Because of the large amplification factor, the output is sensitive to the variations in electrode to skin contact resistance. This results in a variation of the dc content of the amplified differential signal and manifests itself as a drift in the baseline of the EKG. This is popularly called baseline wandering and often causes wavy traces of the EKG. This issue is managed by using an analog integrator scheme designed with OA1. The integrator integrates the dc content of the 5× amplified EKG and feeds it back to the INA321. The feedback allows the INA321 to maintain a constant DC level at the output, regardless of the change in skin contact resistance.
If this application is primarily used for EKG display and monitoring, the third operational amplifier, OA2, can be used as a unity gain buffer between the DAC1 output and the third electrode, which is often connected to the right leg (RL) or right side of the thorax of the individual whose EKG is monitored.

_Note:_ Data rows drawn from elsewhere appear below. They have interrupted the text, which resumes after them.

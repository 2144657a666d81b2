//! Post CRUD handlers.

use axum::Json;
use axum::extract::{Path, Query, State};
use axum::http::StatusCode;
use axum::response::{IntoResponse, Response};
use validator::Validate;

use bloghub_core::error::AppError;
use bloghub_entity::post::{Post, PostWithTags};

use crate::dto::request::{PostPatchRequest, PostRequest};
use crate::dto::response::ApiResponse;
use crate::error::ApiError;
use crate::extractors::ListParams;
use crate::state::AppState;

/// GET /api/posts?page&per_page&sort&eagerload
pub async fn list_posts(
    State(state): State<AppState>,
    Query(params): Query<ListParams>,
) -> Result<Response, ApiError> {
    let page = params.page_request()?;
    let sort = params.sort_field()?;

    if params.eagerload {
        let posts = state
            .post_service
            .list_posts_eager(&page, sort.as_ref())
            .await?;
        Ok(Json(ApiResponse::ok(posts)).into_response())
    } else {
        let posts = state.post_service.list_posts(&page, sort.as_ref()).await?;
        Ok(Json(ApiResponse::ok(posts)).into_response())
    }
}

/// GET /api/posts/{id}
pub async fn get_post(
    State(state): State<AppState>,
    Path(id): Path<i64>,
) -> Result<Json<ApiResponse<PostWithTags>>, ApiError> {
    let post = state.post_service.get_post(id).await?;
    Ok(Json(ApiResponse::ok(post)))
}

/// GET /api/posts/orphans
pub async fn list_orphan_posts(
    State(state): State<AppState>,
) -> Result<Json<ApiResponse<Vec<Post>>>, ApiError> {
    let posts = state.post_service.orphan_posts().await?;
    Ok(Json(ApiResponse::ok(posts)))
}

/// POST /api/posts
pub async fn create_post(
    State(state): State<AppState>,
    Json(req): Json<PostRequest>,
) -> Result<(StatusCode, Json<ApiResponse<Post>>), ApiError> {
    req.validate()
        .map_err(|e| AppError::validation(e.to_string()))?;
    let post = state.post_service.create_post(req.into()).await?;
    Ok((StatusCode::CREATED, Json(ApiResponse::ok(post))))
}

/// PUT /api/posts/{id}
pub async fn replace_post(
    State(state): State<AppState>,
    Path(id): Path<i64>,
    Json(req): Json<PostRequest>,
) -> Result<Json<ApiResponse<Post>>, ApiError> {
    req.validate()
        .map_err(|e| AppError::validation(e.to_string()))?;
    let post = state.post_service.replace_post(id, req.into()).await?;
    Ok(Json(ApiResponse::ok(post)))
}

/// PATCH /api/posts/{id}
pub async fn patch_post(
    State(state): State<AppState>,
    Path(id): Path<i64>,
    Json(req): Json<PostPatchRequest>,
) -> Result<Json<ApiResponse<Post>>, ApiError> {
    req.validate()
        .map_err(|e| AppError::validation(e.to_string()))?;
    let (body_id, patch) = req.into_parts();
    let post = state.post_service.patch_post(id, body_id, patch).await?;
    Ok(Json(ApiResponse::ok(post)))
}

/// DELETE /api/posts/{id}
pub async fn delete_post(
    State(state): State<AppState>,
    Path(id): Path<i64>,
) -> Result<StatusCode, ApiError> {
    state.post_service.delete_post(id).await?;
    Ok(StatusCode::NO_CONTENT)
}
//! Blog CRUD handlers.

use axum::Json;
use axum::extract::{Path, Query, State};
use axum::http::StatusCode;
use axum::response::{IntoResponse, Response};
use validator::Validate;

use bloghub_core::error::AppError;
use bloghub_entity::blog::{Blog, BlogWithPosts};
use bloghub_entity::post::Post;

use crate::dto::request::{BlogPatchRequest, BlogRequest};
use crate::dto::response::ApiResponse;
use crate::error::ApiError;
use crate::extractors::ListParams;
use crate::state::AppState;

/// GET /api/blogs?page&per_page&sort&eagerload
pub async fn list_blogs(
    State(state): State<AppState>,
    Query(params): Query<ListParams>,
) -> Result<Response, ApiError> {
    let page = params.page_request()?;
    let sort = params.sort_field()?;

    if params.eagerload {
        let blogs = state
            .blog_service
            .list_blogs_eager(&page, sort.as_ref())
            .await?;
        Ok(Json(ApiResponse::ok(blogs)).into_response())
    } else {
        let blogs = state.blog_service.list_blogs(&page, sort.as_ref()).await?;
        Ok(Json(ApiResponse::ok(blogs)).into_response())
    }
}

/// GET /api/blogs/{id}
pub async fn get_blog(
    State(state): State<AppState>,
    Path(id): Path<i64>,
) -> Result<Json<ApiResponse<BlogWithPosts>>, ApiError> {
    let blog = state.blog_service.get_blog(id).await?;
    Ok(Json(ApiResponse::ok(blog)))
}

/// GET /api/blogs/{id}/posts
pub async fn list_blog_posts(
    State(state): State<AppState>,
    Path(id): Path<i64>,
) -> Result<Json<ApiResponse<Vec<Post>>>, ApiError> {
    let posts = state.post_service.posts_by_blog(id).await?;
    Ok(Json(ApiResponse::ok(posts)))
}

/// GET /api/blogs/orphans
pub async fn list_orphan_blogs(
    State(state): State<AppState>,
) -> Result<Json<ApiResponse<Vec<Blog>>>, ApiError> {
    let blogs = state.blog_service.orphan_blogs().await?;
    Ok(Json(ApiResponse::ok(blogs)))
}

/// GET /api/users/{id}/blogs
pub async fn list_user_blogs(
    State(state): State<AppState>,
    Path(id): Path<i64>,
) -> Result<Json<ApiResponse<Vec<Blog>>>, ApiError> {
    let blogs = state.blog_service.blogs_by_user(id).await?;
    Ok(Json(ApiResponse::ok(blogs)))
}

/// POST /api/blogs
pub async fn create_blog(
    State(state): State<AppState>,
    Json(req): Json<BlogRequest>,
) -> Result<(StatusCode, Json<ApiResponse<Blog>>), ApiError> {
    req.validate()
        .map_err(|e| AppError::validation(e.to_string()))?;
    let blog = state.blog_service.create_blog(req.into()).await?;
    Ok((StatusCode::CREATED, Json(ApiResponse::ok(blog))))
}

/// PUT /api/blogs/{id}
pub async fn replace_blog(
    State(state): State<AppState>,
    Path(id): Path<i64>,
    Json(req): Json<BlogRequest>,
) -> Result<Json<ApiResponse<Blog>>, ApiError> {
    req.validate()
        .map_err(|e| AppError::validation(e.to_string()))?;
    let blog = state.blog_service.replace_blog(id, req.into()).await?;
    Ok(Json(ApiResponse::ok(blog)))
}

/// PATCH /api/blogs/{id}
pub async fn patch_blog(
    State(state): State<AppState>,
    Path(id): Path<i64>,
    Json(req): Json<BlogPatchRequest>,
) -> Result<Json<ApiResponse<Blog>>, ApiError> {
    req.validate()
        .map_err(|e| AppError::validation(e.to_string()))?;
    let (body_id, patch) = req.into_parts();
    let blog = state.blog_service.patch_blog(id, body_id, patch).await?;
    Ok(Json(ApiResponse::ok(blog)))
}

/// DELETE /api/blogs/{id}
pub async fn delete_blog(
    State(state): State<AppState>,
    Path(id): Path<i64>,
) -> Result<StatusCode, ApiError> {
    state.blog_service.delete_blog(id).await?;
    Ok(StatusCode::NO_CONTENT)
}
//! BlogHub Server — reactive blog backend.
//!
//! Main entry point that wires all crates together and starts the server.

use tracing_subscriber::{EnvFilter, fmt};

use bloghub_core::config::AppConfig;
use bloghub_core::error::AppError;

#[tokio::main]
async fn main() {
    let config = match load_configuration() {
        Ok(c) => c,
        Err(e) => {
            eprintln!("Failed to load configuration: {e}");
            std::process::exit(1);
        }
    };

    init_logging(&config);

    if let Err(e) = run(config).await {
        tracing::error!("Server error: {e}");
        std::process::exit(1);
    }
}

/// Load configuration from file and environment
fn load_configuration() -> Result<AppConfig, AppError> {
    let env = std::env::var("BLOGHUB_ENV").unwrap_or_else(|_| "development".to_string());
    AppConfig::load(&env)
}

/// Initialize tracing/logging
fn init_logging(config: &AppConfig) {
    let filter =
        EnvFilter::try_from_default_env().unwrap_or_else(|_| EnvFilter::new(&config.logging.level));

    match config.logging.format.as_str() {
        "json" => {
            fmt()
                .json()
                .with_env_filter(filter)
                .with_target(true)
                .with_thread_ids(true)
                .init();
        }
        _ => {
            fmt()
                .pretty()
                .with_env_filter(filter)
                .with_target(true)
                .init();
        }
    }
}

/// Main server run function
async fn run(config: AppConfig) -> Result<(), AppError> {
    tracing::info!("Starting BlogHub v{}", env!("CARGO_PKG_VERSION"));

    tracing::info!("Connecting to database...");
    let db = bloghub_database::connection::DatabasePool::connect(&config.database).await?;

    if config.database.run_migrations {
        tracing::info!("Running database migrations...");
        bloghub_database::migration::run_migrations(db.pool()).await?;
        tracing::info!("Database migrations complete");
    }

    bloghub_api::run_server(config, db.into_pool()).await
}
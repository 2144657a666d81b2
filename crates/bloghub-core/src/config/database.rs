//! Database configuration.

use serde::{Deserialize, Serialize};

/// Database connection pool configuration.
#[derive(Debug, Clone, Serialize, Deserialize)]
pub struct DatabaseConfig {
    /// PostgreSQL connection URL.
    pub url: String,
    /// Maximum number of connections in the pool.
    #[serde(default = "default_max_connections")]
    pub max_connections: u32,
    /// Minimum number of connections in the pool.
    #[serde(default = "default_min_connections")]
    pub min_connections: u32,
    /// Connection timeout in seconds.
    #[serde(default = "default_connect_timeout")]
    pub connect_timeout_seconds: u64,
    /// Idle connection timeout in seconds.
    #[serde(default = "default_idle_timeout")]
    pub idle_timeout_seconds: u64,
    /// Whether to run pending migrations on startup.
    #[serde(default = "default_true")]
    pub run_migrations: bool,
}

fn default_max_connections() -> u32 {
    20
}

fn default_min_connections() -> u32 {
    5
}

fn default_connect_timeout() -> u64 {
    10
}

fn default_idle_timeout() -> u64 {
    300
}

fn default_true() -> bool {
    true
}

The DAC1 is one of the two integrated DAC12 12-bit digital-to-analog converters in the MSP430FG439. Using DAC1 allows the user to implement a digital baseline wandering scheme by appropriate software algorithm. This function is not implemented in this application report. Instead, DAC1 provides a constant midsupply voltage level as the bias for the amplifier chain.
3 Signal Processing and Heartbeat Detection
3.1 EKG Sampling
The amplified EKG signal is internally fed to the on-chip analog-to-digital converter ADC12 input channel A1. The ADC12 samples the EKG signal with a sampling frequency, fsample, of 512 Hz. Precise sampling period is achieved by triggering the ADC12 conversions with the Timer_A pulses. Timer_A is clocked by ACLK, which is generated from the 32.768-kHz low-frequency crystal oscillator.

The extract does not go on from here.